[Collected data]
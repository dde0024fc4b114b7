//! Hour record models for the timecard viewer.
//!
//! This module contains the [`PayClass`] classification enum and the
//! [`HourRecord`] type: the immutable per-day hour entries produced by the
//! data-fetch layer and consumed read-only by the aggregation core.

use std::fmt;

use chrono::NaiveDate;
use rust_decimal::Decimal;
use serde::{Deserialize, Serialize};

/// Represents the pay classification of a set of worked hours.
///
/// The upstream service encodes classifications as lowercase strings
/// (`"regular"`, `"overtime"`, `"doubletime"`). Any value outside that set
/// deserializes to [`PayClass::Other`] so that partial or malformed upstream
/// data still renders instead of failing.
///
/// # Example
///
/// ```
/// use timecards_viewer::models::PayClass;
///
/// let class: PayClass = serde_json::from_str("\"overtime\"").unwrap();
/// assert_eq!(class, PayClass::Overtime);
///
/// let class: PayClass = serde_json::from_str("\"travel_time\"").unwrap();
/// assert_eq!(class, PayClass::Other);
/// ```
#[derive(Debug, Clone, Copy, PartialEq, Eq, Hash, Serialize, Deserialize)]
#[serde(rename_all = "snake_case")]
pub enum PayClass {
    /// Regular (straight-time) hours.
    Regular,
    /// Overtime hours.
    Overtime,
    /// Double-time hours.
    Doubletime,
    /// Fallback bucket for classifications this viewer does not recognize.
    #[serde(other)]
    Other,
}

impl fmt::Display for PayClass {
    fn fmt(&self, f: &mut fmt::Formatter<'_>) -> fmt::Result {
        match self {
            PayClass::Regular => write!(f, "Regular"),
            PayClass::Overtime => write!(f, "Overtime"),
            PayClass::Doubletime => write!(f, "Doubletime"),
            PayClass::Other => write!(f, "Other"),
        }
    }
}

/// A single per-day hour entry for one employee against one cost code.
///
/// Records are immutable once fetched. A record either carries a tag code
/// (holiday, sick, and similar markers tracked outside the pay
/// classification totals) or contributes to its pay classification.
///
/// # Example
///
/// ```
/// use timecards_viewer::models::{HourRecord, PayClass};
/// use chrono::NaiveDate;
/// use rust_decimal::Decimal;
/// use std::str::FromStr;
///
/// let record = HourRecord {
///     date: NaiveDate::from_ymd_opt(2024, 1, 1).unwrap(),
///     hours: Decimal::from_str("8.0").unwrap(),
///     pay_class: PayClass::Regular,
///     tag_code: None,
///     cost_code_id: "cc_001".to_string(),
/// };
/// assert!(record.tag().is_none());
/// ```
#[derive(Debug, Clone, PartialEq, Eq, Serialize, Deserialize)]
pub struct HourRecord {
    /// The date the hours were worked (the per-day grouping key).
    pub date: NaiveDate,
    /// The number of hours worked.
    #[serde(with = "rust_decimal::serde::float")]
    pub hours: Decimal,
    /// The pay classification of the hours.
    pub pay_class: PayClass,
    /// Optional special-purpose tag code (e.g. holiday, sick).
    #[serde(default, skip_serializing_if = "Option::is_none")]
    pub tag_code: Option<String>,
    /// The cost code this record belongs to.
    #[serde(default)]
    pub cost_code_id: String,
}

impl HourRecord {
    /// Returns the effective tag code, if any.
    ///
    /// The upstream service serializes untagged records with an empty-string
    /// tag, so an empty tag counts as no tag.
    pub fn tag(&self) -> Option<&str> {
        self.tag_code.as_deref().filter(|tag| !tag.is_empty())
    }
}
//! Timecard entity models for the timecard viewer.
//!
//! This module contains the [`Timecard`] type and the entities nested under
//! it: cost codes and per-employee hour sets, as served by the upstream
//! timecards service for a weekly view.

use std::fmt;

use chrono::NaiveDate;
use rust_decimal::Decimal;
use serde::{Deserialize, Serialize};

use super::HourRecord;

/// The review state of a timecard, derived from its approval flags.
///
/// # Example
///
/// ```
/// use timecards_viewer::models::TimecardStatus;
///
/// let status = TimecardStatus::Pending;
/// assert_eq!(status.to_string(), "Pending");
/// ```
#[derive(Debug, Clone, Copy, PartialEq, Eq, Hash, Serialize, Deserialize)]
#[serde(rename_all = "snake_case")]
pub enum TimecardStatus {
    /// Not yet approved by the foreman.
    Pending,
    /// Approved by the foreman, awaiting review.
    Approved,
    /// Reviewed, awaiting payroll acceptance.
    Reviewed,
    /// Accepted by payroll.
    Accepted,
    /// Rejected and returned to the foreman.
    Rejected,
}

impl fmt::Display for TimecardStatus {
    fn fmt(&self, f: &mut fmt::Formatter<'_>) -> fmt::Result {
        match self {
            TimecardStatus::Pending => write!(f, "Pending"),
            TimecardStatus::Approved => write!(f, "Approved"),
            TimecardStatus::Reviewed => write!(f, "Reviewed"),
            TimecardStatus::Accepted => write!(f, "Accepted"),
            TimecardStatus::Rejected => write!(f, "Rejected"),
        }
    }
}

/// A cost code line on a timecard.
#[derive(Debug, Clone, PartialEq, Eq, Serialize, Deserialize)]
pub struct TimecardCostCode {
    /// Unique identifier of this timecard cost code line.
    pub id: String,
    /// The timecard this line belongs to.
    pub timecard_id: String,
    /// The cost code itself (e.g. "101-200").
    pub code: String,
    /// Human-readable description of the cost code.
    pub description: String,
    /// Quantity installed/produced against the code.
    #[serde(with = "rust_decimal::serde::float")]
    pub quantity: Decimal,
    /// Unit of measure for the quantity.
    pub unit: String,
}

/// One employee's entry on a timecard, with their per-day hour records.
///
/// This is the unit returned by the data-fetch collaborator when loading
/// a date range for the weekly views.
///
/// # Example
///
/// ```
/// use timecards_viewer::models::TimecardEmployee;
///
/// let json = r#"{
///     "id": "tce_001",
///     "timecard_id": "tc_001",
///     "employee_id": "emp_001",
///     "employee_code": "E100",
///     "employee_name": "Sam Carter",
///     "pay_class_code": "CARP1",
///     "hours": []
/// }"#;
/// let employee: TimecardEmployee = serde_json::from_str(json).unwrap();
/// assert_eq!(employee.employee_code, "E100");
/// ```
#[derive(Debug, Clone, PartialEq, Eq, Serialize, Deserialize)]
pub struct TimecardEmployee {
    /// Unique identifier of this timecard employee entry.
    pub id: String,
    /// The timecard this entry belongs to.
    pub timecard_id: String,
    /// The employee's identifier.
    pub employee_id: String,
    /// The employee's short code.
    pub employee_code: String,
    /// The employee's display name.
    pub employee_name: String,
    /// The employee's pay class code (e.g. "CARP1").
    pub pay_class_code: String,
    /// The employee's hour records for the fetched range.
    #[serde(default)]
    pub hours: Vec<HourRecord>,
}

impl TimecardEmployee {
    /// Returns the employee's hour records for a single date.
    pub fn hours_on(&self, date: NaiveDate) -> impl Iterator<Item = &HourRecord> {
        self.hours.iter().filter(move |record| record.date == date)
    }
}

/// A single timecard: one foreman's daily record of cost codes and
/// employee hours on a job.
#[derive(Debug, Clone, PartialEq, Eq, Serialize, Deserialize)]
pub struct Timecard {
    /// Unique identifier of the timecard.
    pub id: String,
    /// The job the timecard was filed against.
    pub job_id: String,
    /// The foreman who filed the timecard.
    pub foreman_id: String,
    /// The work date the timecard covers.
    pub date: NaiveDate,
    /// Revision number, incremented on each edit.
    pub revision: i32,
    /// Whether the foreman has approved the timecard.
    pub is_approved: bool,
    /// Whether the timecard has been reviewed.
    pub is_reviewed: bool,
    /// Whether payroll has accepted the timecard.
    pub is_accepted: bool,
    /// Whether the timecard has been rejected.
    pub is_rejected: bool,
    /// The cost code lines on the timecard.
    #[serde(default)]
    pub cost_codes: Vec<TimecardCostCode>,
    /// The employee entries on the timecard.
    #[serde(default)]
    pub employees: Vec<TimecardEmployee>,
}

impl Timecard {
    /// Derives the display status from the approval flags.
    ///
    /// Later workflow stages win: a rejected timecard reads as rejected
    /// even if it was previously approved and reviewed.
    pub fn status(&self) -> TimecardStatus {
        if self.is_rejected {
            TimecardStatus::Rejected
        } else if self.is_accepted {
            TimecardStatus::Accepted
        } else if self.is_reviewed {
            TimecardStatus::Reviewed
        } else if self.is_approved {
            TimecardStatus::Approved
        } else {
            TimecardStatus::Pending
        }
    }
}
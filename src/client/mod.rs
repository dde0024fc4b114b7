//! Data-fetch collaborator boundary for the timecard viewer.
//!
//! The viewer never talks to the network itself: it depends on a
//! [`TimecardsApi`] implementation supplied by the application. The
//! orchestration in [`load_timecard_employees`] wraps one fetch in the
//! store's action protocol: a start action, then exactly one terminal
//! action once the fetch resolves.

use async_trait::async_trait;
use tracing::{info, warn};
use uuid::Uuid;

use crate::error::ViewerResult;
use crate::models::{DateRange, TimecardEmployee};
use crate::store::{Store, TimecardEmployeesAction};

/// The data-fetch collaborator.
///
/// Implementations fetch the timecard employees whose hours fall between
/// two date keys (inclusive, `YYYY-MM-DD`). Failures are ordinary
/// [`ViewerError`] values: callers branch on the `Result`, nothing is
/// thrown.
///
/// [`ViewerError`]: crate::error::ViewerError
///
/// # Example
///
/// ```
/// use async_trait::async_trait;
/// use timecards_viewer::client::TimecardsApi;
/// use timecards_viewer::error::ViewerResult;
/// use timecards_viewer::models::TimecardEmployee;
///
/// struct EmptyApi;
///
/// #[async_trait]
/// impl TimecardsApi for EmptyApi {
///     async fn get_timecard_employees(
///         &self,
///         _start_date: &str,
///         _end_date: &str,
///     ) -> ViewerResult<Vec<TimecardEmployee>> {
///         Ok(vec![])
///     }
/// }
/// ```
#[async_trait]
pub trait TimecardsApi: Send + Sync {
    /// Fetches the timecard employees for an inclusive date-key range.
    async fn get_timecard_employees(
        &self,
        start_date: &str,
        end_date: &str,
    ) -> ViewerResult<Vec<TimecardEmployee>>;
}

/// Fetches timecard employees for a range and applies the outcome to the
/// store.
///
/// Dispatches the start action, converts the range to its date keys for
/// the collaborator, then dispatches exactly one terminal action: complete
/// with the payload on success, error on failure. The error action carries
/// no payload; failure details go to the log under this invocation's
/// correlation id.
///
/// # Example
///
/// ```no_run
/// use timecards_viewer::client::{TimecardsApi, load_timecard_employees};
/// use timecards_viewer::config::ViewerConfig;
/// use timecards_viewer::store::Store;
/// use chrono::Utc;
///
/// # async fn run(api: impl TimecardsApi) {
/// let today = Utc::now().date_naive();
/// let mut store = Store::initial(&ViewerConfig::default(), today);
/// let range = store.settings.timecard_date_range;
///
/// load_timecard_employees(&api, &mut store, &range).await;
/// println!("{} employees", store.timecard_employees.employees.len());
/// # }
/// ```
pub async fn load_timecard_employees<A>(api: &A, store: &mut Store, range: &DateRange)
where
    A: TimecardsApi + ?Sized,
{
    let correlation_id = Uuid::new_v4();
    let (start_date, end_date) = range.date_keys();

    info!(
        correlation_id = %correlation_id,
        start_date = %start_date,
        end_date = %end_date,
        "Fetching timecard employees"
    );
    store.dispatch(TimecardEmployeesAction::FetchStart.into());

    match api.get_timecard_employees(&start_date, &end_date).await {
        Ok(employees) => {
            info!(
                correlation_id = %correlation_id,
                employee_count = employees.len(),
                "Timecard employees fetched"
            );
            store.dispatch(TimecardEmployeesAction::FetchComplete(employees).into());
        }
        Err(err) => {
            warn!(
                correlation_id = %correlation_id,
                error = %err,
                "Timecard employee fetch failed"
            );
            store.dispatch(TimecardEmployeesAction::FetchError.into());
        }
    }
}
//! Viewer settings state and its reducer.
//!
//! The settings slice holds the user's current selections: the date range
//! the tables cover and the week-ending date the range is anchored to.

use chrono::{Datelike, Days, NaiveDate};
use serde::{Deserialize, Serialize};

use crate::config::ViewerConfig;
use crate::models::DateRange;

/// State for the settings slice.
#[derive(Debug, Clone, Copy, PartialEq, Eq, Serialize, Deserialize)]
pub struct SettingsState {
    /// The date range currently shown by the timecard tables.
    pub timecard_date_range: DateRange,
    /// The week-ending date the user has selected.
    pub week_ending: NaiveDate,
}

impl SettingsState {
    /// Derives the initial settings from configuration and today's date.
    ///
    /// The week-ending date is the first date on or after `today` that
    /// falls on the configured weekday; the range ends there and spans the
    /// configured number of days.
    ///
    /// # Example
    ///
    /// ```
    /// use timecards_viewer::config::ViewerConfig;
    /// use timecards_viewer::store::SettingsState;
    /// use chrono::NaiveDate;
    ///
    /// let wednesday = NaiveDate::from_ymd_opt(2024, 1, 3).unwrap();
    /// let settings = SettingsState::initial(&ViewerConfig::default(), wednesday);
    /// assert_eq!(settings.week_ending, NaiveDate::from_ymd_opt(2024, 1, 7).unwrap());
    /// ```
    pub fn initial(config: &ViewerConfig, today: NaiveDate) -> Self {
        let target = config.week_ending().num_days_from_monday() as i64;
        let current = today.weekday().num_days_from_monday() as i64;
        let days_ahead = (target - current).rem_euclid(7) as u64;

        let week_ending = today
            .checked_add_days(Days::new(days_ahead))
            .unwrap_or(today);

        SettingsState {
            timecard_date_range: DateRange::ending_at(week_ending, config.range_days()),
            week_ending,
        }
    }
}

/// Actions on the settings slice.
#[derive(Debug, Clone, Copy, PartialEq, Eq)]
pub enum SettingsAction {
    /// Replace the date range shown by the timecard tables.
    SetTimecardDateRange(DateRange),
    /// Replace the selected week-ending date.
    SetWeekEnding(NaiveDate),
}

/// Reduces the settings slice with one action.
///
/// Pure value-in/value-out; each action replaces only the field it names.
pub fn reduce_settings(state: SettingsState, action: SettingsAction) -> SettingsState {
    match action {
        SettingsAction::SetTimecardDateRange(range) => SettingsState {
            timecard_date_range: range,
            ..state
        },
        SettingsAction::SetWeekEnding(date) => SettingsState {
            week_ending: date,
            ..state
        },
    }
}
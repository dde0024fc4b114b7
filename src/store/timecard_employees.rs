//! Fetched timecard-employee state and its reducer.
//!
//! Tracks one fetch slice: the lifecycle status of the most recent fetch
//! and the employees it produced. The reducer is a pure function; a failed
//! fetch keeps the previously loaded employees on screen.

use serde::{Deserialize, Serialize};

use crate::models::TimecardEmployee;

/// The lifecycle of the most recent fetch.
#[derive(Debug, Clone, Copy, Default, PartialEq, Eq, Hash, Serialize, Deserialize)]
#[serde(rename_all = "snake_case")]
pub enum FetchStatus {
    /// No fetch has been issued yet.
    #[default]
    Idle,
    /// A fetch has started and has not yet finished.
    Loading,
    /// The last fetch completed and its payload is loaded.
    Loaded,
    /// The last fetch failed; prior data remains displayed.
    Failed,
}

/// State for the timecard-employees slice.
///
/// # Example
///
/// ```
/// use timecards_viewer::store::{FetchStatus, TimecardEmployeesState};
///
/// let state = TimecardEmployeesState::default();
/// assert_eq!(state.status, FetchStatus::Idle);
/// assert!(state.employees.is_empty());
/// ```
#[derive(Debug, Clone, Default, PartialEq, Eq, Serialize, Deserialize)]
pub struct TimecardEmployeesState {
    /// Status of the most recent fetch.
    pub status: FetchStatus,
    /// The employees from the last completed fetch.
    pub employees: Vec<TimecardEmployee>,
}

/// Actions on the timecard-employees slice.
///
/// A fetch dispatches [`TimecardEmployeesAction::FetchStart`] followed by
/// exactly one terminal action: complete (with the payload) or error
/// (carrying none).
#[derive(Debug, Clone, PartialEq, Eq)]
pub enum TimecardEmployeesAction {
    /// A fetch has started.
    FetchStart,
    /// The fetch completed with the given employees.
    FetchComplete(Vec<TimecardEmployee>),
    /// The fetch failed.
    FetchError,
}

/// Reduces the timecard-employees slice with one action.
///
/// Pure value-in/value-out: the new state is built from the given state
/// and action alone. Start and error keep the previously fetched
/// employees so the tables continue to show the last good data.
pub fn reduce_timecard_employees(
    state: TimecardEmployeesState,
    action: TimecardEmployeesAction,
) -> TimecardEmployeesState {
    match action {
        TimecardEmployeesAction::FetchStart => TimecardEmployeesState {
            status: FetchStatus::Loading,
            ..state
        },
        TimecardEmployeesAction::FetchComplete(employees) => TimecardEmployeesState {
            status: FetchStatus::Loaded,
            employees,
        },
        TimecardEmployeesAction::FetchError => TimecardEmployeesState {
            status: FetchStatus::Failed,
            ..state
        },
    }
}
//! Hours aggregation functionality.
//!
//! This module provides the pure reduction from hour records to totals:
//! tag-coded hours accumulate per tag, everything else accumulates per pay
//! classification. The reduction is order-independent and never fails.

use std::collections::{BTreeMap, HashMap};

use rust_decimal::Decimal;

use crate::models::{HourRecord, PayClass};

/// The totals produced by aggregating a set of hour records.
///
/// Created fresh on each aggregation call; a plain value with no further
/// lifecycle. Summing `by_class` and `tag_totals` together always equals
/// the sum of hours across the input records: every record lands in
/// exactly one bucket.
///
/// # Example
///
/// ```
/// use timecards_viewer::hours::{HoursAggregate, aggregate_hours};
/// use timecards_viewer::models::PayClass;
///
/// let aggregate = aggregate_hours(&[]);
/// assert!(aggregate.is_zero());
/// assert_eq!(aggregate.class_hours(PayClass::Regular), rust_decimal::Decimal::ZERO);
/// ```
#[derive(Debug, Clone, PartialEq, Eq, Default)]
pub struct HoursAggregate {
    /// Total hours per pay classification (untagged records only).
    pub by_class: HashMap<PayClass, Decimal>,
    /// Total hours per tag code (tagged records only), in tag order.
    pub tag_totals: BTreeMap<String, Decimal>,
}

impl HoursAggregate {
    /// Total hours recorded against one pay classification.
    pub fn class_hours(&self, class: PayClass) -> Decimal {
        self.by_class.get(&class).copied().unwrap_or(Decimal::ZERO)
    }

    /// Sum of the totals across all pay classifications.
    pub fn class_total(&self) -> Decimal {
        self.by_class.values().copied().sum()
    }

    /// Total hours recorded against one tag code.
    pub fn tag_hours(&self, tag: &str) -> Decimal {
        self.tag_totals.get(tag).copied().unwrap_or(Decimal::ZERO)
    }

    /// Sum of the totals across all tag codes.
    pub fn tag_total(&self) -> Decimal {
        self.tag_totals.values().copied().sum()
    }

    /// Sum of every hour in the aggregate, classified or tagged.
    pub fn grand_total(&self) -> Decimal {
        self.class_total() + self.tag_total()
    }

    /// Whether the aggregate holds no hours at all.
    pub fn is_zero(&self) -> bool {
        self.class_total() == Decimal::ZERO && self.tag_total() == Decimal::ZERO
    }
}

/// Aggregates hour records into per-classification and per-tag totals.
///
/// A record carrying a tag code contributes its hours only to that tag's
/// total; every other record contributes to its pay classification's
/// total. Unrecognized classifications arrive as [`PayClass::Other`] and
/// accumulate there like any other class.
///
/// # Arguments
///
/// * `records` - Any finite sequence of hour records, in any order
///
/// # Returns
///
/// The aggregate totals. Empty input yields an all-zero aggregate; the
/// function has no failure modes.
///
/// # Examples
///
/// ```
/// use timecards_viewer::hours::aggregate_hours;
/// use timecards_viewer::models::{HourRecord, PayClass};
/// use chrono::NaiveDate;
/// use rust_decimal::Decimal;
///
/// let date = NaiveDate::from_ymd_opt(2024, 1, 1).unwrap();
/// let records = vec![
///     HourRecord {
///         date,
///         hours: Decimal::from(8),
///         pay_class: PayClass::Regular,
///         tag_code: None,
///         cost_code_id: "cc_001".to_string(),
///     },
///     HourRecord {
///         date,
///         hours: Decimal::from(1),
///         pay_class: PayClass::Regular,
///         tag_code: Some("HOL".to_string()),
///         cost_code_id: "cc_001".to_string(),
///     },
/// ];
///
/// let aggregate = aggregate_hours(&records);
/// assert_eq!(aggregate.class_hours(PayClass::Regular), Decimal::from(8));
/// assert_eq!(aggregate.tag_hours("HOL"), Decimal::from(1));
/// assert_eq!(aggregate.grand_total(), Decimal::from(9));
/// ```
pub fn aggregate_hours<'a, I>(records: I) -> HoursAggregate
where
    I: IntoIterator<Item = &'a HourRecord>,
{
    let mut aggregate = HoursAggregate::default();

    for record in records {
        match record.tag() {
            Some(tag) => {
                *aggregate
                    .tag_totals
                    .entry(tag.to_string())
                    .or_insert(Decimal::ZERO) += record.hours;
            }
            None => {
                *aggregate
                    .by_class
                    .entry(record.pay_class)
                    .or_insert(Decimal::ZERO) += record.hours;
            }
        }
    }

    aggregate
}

## To do
Restate word for word the entries above, starting at the line with "entries on the timecard." and ending at the line with "else if self.is_reviewed", inclusive, and no others.

## Expected answer
    /// The employee entries on the timecard.
    #[serde(default)]
    pub employees: Vec<TimecardEmployee>,
}

impl Timecard {
    /// Derives the display status from the approval flags.
    ///
    /// Later workflow stages win: a rejected timecard reads as rejected
    /// even if it was previously approved and reviewed.
    pub fn status(&self) -> TimecardStatus {
        if self.is_rejected {
            TimecardStatus::Rejected
        } else if self.is_accepted {
            TimecardStatus::Accepted
        } else if self.is_reviewed {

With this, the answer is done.